La iniciativa, denominada 'Industrial Accelerator Act', definiría las condiciones para que los vehículos eléctricos de batería (BEV), híbridos enchufables (PHEV) y modelos de pila de combustible sean etiquetados como "Made in the EU". Por el contrario, los vehículos de combustión, híbridos convencionales y microhíbridos quedarían excluidos de este marco. Los vehículos que no cumplan con estas condiciones podrían continuar siendo vendidos y matriculados en Europa, pero no accederían a ciertos mecanismos de apoyo público y otros incentivos reservados para modelos fabricados en Europa.
Las flotas corporativas serán clave para la implementación de estas nuevas normas, al representar aproximadamente el 60% de las matriculaciones de turismos y el 90% de las de furgonetas en la UE
Para que un vehículo electrificado pueda ser considerado "Made in the EU", el marco propuesto establece cuatro requisitos principales. El ensamblaje final debe realizarse en la Unión Europea, y al menos el 70% del valor de los componentes del vehículo, excluyendo la batería, debe tener origen comunitario. Además, inicialmente será necesario que al menos tres componentes principales de la batería, incluidas las celdas, sean fabricados en la UE, aumentando a cinco componentes tres años después de la entrada en vigor de la normativa, como el material activo del cátodo y el sistema de gestión de la batería (BMS).
Pasados tres años, se añadirán requisitos para los sistemas de propulsión eléctrica y principales sistemas electrónicos, que deberán integrar al menos un 50% de valor de origen comunitario. Esto incluirá elementos como electrónica de potencia, motores eléctricos, ejes eléctricos, sistemas ADAS, radares, sensores, cámaras, unidades de control, sistemas de infoentretenimiento y electrónica del chasis.

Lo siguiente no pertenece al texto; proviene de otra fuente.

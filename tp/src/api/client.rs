//! PlannerClient trait definition

use async_trait::async_trait;

use super::ApiError;
use crate::domain::{ChatReply, ChatRequest, TripRequest, TripResult};

/// Client for the remote trip-planning service
///
/// Each call is one independent request/response exchange. The client keeps no
/// state between calls; everything a chat question needs travels in the
/// ChatRequest snapshot.
#[async_trait]
pub trait PlannerClient: Send + Sync {
    /// Ask the service to generate a plan
    ///
    /// Returns `Ok(TripResult::Failure)` when the service answered with a
    /// structured error, and `Err` for every transport-level problem.
    async fn plan_trip(&self, request: &TripRequest) -> Result<TripResult, ApiError>;

    /// Ask a follow-up question about a generated plan
    async fn chat(&self, request: &ChatRequest) -> Result<ChatReply, ApiError>;
}

#[cfg(test)]
pub mod mock {
    use super::*;
    use std::collections::VecDeque;
    use std::sync::Mutex;
    use std::sync::atomic::{AtomicUsize, Ordering};
    use tracing::debug;

    /// Mock planner client for unit tests
    ///
    /// Replays queued outcomes in order and records every request it sees.
    #[derive(Default)]
    pub struct MockPlannerClient {
        plans: Mutex<VecDeque<Result<TripResult, ApiError>>>,
        replies: Mutex<VecDeque<Result<ChatReply, ApiError>>>,
        pub plan_requests: Mutex<Vec<TripRequest>>,
        pub chat_requests: Mutex<Vec<ChatRequest>>,
        call_count: AtomicUsize,
    }

    impl MockPlannerClient {
        pub fn new() -> Self {
            Self::default()
        }

        pub fn with_plan(self, outcome: Result<TripResult, ApiError>) -> Self {
            self.plans.lock().unwrap().push_back(outcome);
            self
        }

        pub fn with_reply(self, outcome: Result<ChatReply, ApiError>) -> Self {
            self.replies.lock().unwrap().push_back(outcome);
            self
        }

        pub fn call_count(&self) -> usize {
            self.call_count.load(Ordering::SeqCst)
        }
    }

    #[async_trait]
    impl PlannerClient for MockPlannerClient {
        async fn plan_trip(&self, request: &TripRequest) -> Result<TripResult, ApiError> {
            debug!("MockPlannerClient::plan_trip: called");
            self.call_count.fetch_add(1, Ordering::SeqCst);
            self.plan_requests.lock().unwrap().push(request.clone());
            self.plans
                .lock()
                .unwrap()
                .pop_front()
                .unwrap_or_else(|| Err(ApiError::InvalidResponse("No more mock plans".to_string())))
        }

        async fn chat(&self, request: &ChatRequest) -> Result<ChatReply, ApiError> {
            debug!("MockPlannerClient::chat: called");
            self.call_count.fetch_add(1, Ordering::SeqCst);
            self.chat_requests.lock().unwrap().push(request.clone());
            self.replies
                .lock()
                .unwrap()
                .pop_front()
                .unwrap_or_else(|| Err(ApiError::InvalidResponse("No more mock replies".to_string())))
        }
    }

    #[cfg(test)]
    mod tests {
        use super::*;
        use crate::domain::TripRequest;

        fn request() -> TripRequest {
            TripRequest {
                source: "NYC".to_string(),
                destination: "Paris".to_string(),
                start_date: "2024-06-01".to_string(),
                end_date: "2024-06-10".to_string(),
                budget: None,
                travelers: None,
                interests: vec![],
                include_flights: false,
            }
        }

        #[tokio::test]
        async fn test_mock_client_replays_outcomes() {
            let client = MockPlannerClient::new().with_plan(Ok(TripResult::Failure {
                error: "Invalid dates".to_string(),
            }));

            let first = client.plan_trip(&request()).await.unwrap();
            assert!(!first.is_success());

            let second = client.plan_trip(&request()).await;
            assert!(second.is_err());

            assert_eq!(client.call_count(), 2);
            assert_eq!(client.plan_requests.lock().unwrap().len(), 2);
        }
    }
}
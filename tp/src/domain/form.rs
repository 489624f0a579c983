//! Raw form input and its parsing into a TripRequest
//!
//! The form mirrors what a user types: every field is a string. Parsing applies
//! only the constraints a native form control would (required text fields,
//! well-formed dates, minimum budget and traveler count) and otherwise passes
//! values through.

use chrono::NaiveDate;
use thiserror::Error;
use tracing::debug;

use super::trip::TripRequest;

/// Date format accepted by the start/end date fields
pub const DATE_FORMAT: &str = "%Y-%m-%d";

/// Errors raised when a form field violates its input constraint
#[derive(Debug, Clone, PartialEq, Eq, Error)]
pub enum FormError {
    #[error("{0} is required")]
    Missing(&'static str),

    #[error("{field} must be a date in YYYY-MM-DD form, got '{value}'")]
    InvalidDate { field: &'static str, value: String },

    #[error("{field} must be at least {min}, got '{value}'")]
    OutOfRange {
        field: &'static str,
        min: &'static str,
        value: String,
    },
}

/// Options that change how form values are interpreted
#[derive(Debug, Clone, Copy, Default, PartialEq, Eq)]
pub struct FormOptions {
    /// Drop empty tokens produced by stray commas in the interests field
    pub drop_empty_interests: bool,
}

/// Raw values of the trip form, exactly as entered
#[derive(Debug, Clone, Default, PartialEq, Eq)]
pub struct TripForm {
    pub source: String,
    pub destination: String,
    pub start_date: String,
    pub end_date: String,
    pub budget: String,
    pub travelers: String,
    pub interests: String,
    pub include_flights: bool,
}

impl TripForm {
    /// Build a fresh TripRequest from the current field values
    pub fn parse(&self, options: FormOptions) -> Result<TripRequest, FormError> {
        debug!(?options, "TripForm::parse: called");
        let source = required("source", &self.source)?;
        let destination = required("destination", &self.destination)?;
        let start_date = date("start date", &self.start_date)?;
        let end_date = date("end date", &self.end_date)?;

        let budget = self.budget.trim().parse::<f64>().ok();
        match budget {
            None => debug!(budget = %self.budget, "TripForm::parse: budget is not numeric, forwarding as absent"),
            Some(b) if b.is_nan() || b < 0.0 => return Err(out_of_range("budget", "0", &self.budget)),
            Some(_) => {}
        }

        let travelers = self.travelers.trim().parse::<i64>().ok();
        match travelers {
            None => debug!(travelers = %self.travelers, "TripForm::parse: traveler count is not an integer, forwarding as absent"),
            Some(t) if t < 1 => return Err(out_of_range("travelers", "1", &self.travelers)),
            Some(_) => {}
        }

        let mut interests = parse_interests(&self.interests);
        if options.drop_empty_interests {
            interests.retain(|i| !i.is_empty());
        }

        Ok(TripRequest {
            source,
            destination,
            start_date,
            end_date,
            budget,
            travelers,
            interests,
            include_flights: self.include_flights,
        })
    }
}

/// Split the free-text interests field on commas and trim each token
///
/// Empty tokens are kept: `"art, food,"` yields `["art", "food", ""]`.
pub fn parse_interests(raw: &str) -> Vec<String> {
    raw.split(',').map(|token| token.trim().to_string()).collect()
}

fn required(field: &'static str, value: &str) -> Result<String, FormError> {
    if value.trim().is_empty() {
        debug!(field, "required: empty value");
        return Err(FormError::Missing(field));
    }
    Ok(value.to_string())
}

fn out_of_range(field: &'static str, min: &'static str, value: &str) -> FormError {
    debug!(field, value, min, "out_of_range: rejected");
    FormError::OutOfRange {
        field,
        min,
        value: value.trim().to_string(),
    }
}

fn date(field: &'static str, value: &str) -> Result<String, FormError> {
    match NaiveDate::parse_from_str(value, DATE_FORMAT) {
        Ok(_) => Ok(value.to_string()),
        Err(e) => {
            debug!(field, value, error = %e, "date: rejected");
            Err(FormError::InvalidDate {
                field,
                value: value.to_string(),
            })
        }
    }
}
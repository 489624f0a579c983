//! HTTP implementation of the PlannerClient trait
//!
//! Talks JSON to the planning service's `/plan-trip` and `/chat` endpoints.
//! Requests are sent once; there is no retry.

use async_trait::async_trait;
use reqwest::{Client, Response};
use std::time::Duration;
use tracing::{debug, info, warn};

use super::wire::{ChatBody, ChatResponse, ErrorDetail, PlanTripBody, PlanTripResponse};
use super::{ApiError, PlannerClient};
use crate::config::ServiceConfig;
use crate::domain::{ChatReply, ChatRequest, TripRequest, TripResult};

/// Planning service client over HTTP
pub struct HttpPlannerClient {
    plan_url: String,
    chat_url: String,
    http: Client,
}

impl HttpPlannerClient {
    /// Create a new client from service configuration
    ///
    /// A `timeout_ms` of 0 leaves requests without a timeout.
    pub fn from_config(config: &ServiceConfig) -> Result<Self, ApiError> {
        debug!(?config, "from_config: called");
        if config.base_url.trim().is_empty() {
            return Err(ApiError::Config("service base-url is empty".to_string()));
        }

        let mut builder = Client::builder();
        if config.timeout_ms > 0 {
            builder = builder.timeout(Duration::from_millis(config.timeout_ms));
        } else {
            debug!("from_config: timeout disabled");
        }
        let http = builder.build().map_err(ApiError::Network)?;

        Ok(Self {
            plan_url: join_url(&config.base_url, &config.plan_path),
            chat_url: join_url(&config.base_url, &config.chat_path),
            http,
        })
    }

    pub fn plan_url(&self) -> &str {
        &self.plan_url
    }

    pub fn chat_url(&self) -> &str {
        &self.chat_url
    }
}

fn join_url(base_url: &str, path: &str) -> String {
    format!("{}/{}", base_url.trim_end_matches('/'), path.trim_start_matches('/'))
}

/// Read a non-OK response body; returns the `detail` message when the body is structured
async fn read_error(response: Response) -> (u16, String, Option<String>) {
    let status = response.status().as_u16();
    let body = response.text().await.unwrap_or_default();
    let detail = serde_json::from_str::<ErrorDetail>(&body).ok().map(|d| d.message());
    (status, body, detail)
}

#[async_trait]
impl PlannerClient for HttpPlannerClient {
    async fn plan_trip(&self, request: &TripRequest) -> Result<TripResult, ApiError> {
        debug!(url = %self.plan_url, destination = %request.destination, "plan_trip: called");
        info!(
            source = %request.source,
            destination = %request.destination,
            start_date = %request.start_date,
            end_date = %request.end_date,
            include_flights = request.include_flights,
            "plan_trip: requesting plan"
        );

        let response = self
            .http
            .post(&self.plan_url)
            .json(&PlanTripBody::from(request))
            .send()
            .await?;

        if !response.status().is_success() {
            let (status, body, detail) = read_error(response).await;
            return match detail {
                Some(error) => {
                    debug!(status, %error, "plan_trip: structured error");
                    Ok(TripResult::Failure { error })
                }
                None => {
                    warn!(status, "plan_trip: unstructured error response");
                    Err(ApiError::Status { status, body })
                }
            };
        }

        let text = response.text().await?;
        let parsed: PlanTripResponse = serde_json::from_str(&text)?;
        let result = parsed
            .into_result()
            .ok_or_else(|| ApiError::InvalidResponse("success response without a plan".to_string()))?;
        debug!(success = result.is_success(), "plan_trip: settled");
        Ok(result)
    }

    async fn chat(&self, request: &ChatRequest) -> Result<ChatReply, ApiError> {
        debug!(url = %self.chat_url, question_len = request.question.len(), "chat: called");

        let response = self
            .http
            .post(&self.chat_url)
            .json(&ChatBody::from(request))
            .send()
            .await?;

        if !response.status().is_success() {
            let (status, body, detail) = read_error(response).await;
            warn!(status, ?detail, "chat: error response");
            return Err(ApiError::Status {
                status,
                body: detail.unwrap_or(body),
            });
        }

        let text = response.text().await?;
        let parsed: ChatResponse = serde_json::from_str(&text)?;
        debug!(has_flights = parsed.flight_details.is_some(), "chat: success");
        Ok(parsed.into())
    }
}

Un aspecto destacado por BofA es que las normas determinarán el origen de los componentes según el lugar de fabricación y no la nacionalidad de la empresa. Esto significa que un componente fabricado en Europa por una compañía china sería considerado contenido comunitario, pero no lo sería una pieza producida fuera de la UE por una empresa europea. Empresas chinas como BYD, Chery, SAIC o Geely ya están avanzando en la localización de su producción europea, lo que podría abrir nuevas oportunidades para los proveedores europeos con plantas y experiencia en el continente.
La Comisión Europea estima que este nuevo marco de contenido local podría elevar el valor añadido de la cadena de suministro europea de vehículos eléctricos en 10.500 millones de euros. Sin embargo, BofA advierte que este incremento de volumen no se traducirá necesariamente en mejoras proporcionales de los márgenes o del flujo de caja de los proveedores. Los fabricantes podrían optar por presionar para reducir precios y contrarrestar así los mayores costes de producción en Europa, mientras que las inversiones en utillaje podrían absorber parte del flujo de caja extra generado.
Por lo tanto, los proveedores que cuenten con capacidad productiva infrautilizada en Europa y requieran pocas inversiones adicionales para localizar producción podrían ser los grandes beneficiarios. Según BofA, empresas como Valeo y Forvia están bien posicionadas para aprovechar este nuevo contexto.